[Collection entries]
↓↓↓

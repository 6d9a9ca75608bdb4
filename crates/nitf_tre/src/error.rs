//! Error types that can be emitted from this library

use miette::Diagnostic;
use nitf_field::ErrorKind;
use thiserror::Error;

/// Error type for library
#[derive(Error, Diagnostic, Debug)]
pub enum Error {
    /// Transparent warpper for [`nitf_field::Error`]
    #[error(transparent)]
    FieldError(#[from] nitf_field::Error),

    /// Transparent warpper for [`std::io::Error`]
    #[error(transparent)]
    IOError(#[from] std::io::Error),

    /// Transparent warpper for [`serde_json::Error`]
    #[error(transparent)]
    JsonError(#[from] serde_json::Error),

    /// a schema entry is malformed
    #[error("invalid schema for {tag}: {message}")]
    InvalidSchema { tag: String, message: String },
}

impl Error {
    /// The kind of failure this error represents
    pub fn kind(&self) -> ErrorKind {
        match self {
            Error::FieldError(e) => e.kind(),
            Error::IOError(_) => ErrorKind::Io,
            Error::JsonError(_) | Error::InvalidSchema { .. } => ErrorKind::Schema,
        }
    }

    /// The byte offset the error was raised at, if known
    pub fn offset(&self) -> Option<u64> {
        match self {
            Error::FieldError(e) => e.offset(),
            _ => None,
        }
    }
}

/// Generic result type with crate's Error as its error variant
pub type Result<T> = core::result::Result<T, Error>;
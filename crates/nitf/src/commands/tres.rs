use clap::Args;
use miette::{Context, Result};
use nitf_file::{File, ParseOptions};
use nitf_tre::{Tre, TreEntry, TreGroup};
use owo_colors::OwoColorize;
use std::path::PathBuf;

use super::SchemaArgs;

#[derive(Args)]
pub struct TresArgs {
    /// An input NITF file
    #[arg(short, long, value_name = "FILE")]
    file: PathBuf,

    /// Only print TREs with this tag
    #[arg(short, long, value_name = "TAG")]
    tag: Option<String>,

    #[command(flatten)]
    schema: SchemaArgs,
}

impl TresArgs {
    pub fn handle(&self) -> Result<()> {
        let registry = self.schema.registry()?;
        let file = File::open(&self.file, &registry, ParseOptions::default())
            .context(format!("path: {}", &self.file.display()))?;

        for (owner, tres) in file.tre_collections() {
            let selected = tres
                .iter()
                .filter(|t| self.tag.as_ref().map_or(true, |tag| &t.name == tag))
                .collect::<Vec<_>>();
            if selected.is_empty() {
                continue;
            }

            println!("{}", owner.bold());
            for tre in selected {
                print_tre(tre);
            }
        }
        Ok(())
    }
}

fn print_tre(tre: &Tre) {
    println!("  {}", tre.name.cyan());
    print_group(&tre.group, 2);
}

fn print_group(group: &TreGroup, depth: usize) {
    let indent = "  ".repeat(depth);
    for entry in group {
        match entry {
            TreEntry::Leaf { name, value } => println!("{indent}{name}: {}", value.trim_end()),
            TreEntry::Repeated { name, groups } => {
                println!("{indent}{} ({})", name.yellow(), groups.len());
                for (index, group) in groups.iter().enumerate() {
                    println!("{indent}  [{index}]");
                    print_group(group, depth + 2);
                }
            }
        }
    }
}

↑↑↑

▶ _TASK TO COMPLETE_
Reproduce exactly, with nothing added, the lines from the one that contains "#[command(flatten)]" to the end of the data.

▶ _FINISHED EXERCISE_
    #[command(flatten)]
    schema: SchemaArgs,
}

impl TresArgs {
    pub fn handle(&self) -> Result<()> {
        let registry = self.schema.registry()?;
        let file = File::open(&self.file, &registry, ParseOptions::default())
            .context(format!("path: {}", &self.file.display()))?;

        for (owner, tres) in file.tre_collections() {
            let selected = tres
                .iter()
                .filter(|t| self.tag.as_ref().map_or(true, |tag| &t.name == tag))
                .collect::<Vec<_>>();
            if selected.is_empty() {
                continue;
            }

            println!("{}", owner.bold());
            for tre in selected {
                print_tre(tre);
            }
        }
        Ok(())
    }
}

fn print_tre(tre: &Tre) {
    println!("  {}", tre.name.cyan());
    print_group(&tre.group, 2);
}

fn print_group(group: &TreGroup, depth: usize) {
    let indent = "  ".repeat(depth);
    for entry in group {
        match entry {
            TreEntry::Leaf { name, value } => println!("{indent}{name}: {}", value.trim_end()),
            TreEntry::Repeated { name, groups } => {
                println!("{indent}{} ({})", name.yellow(), groups.len());
                for (index, group) in groups.iter().enumerate() {
                    println!("{indent}  [{index}]");
                    print_group(group, depth + 2);
                }
            }
        }
    }
}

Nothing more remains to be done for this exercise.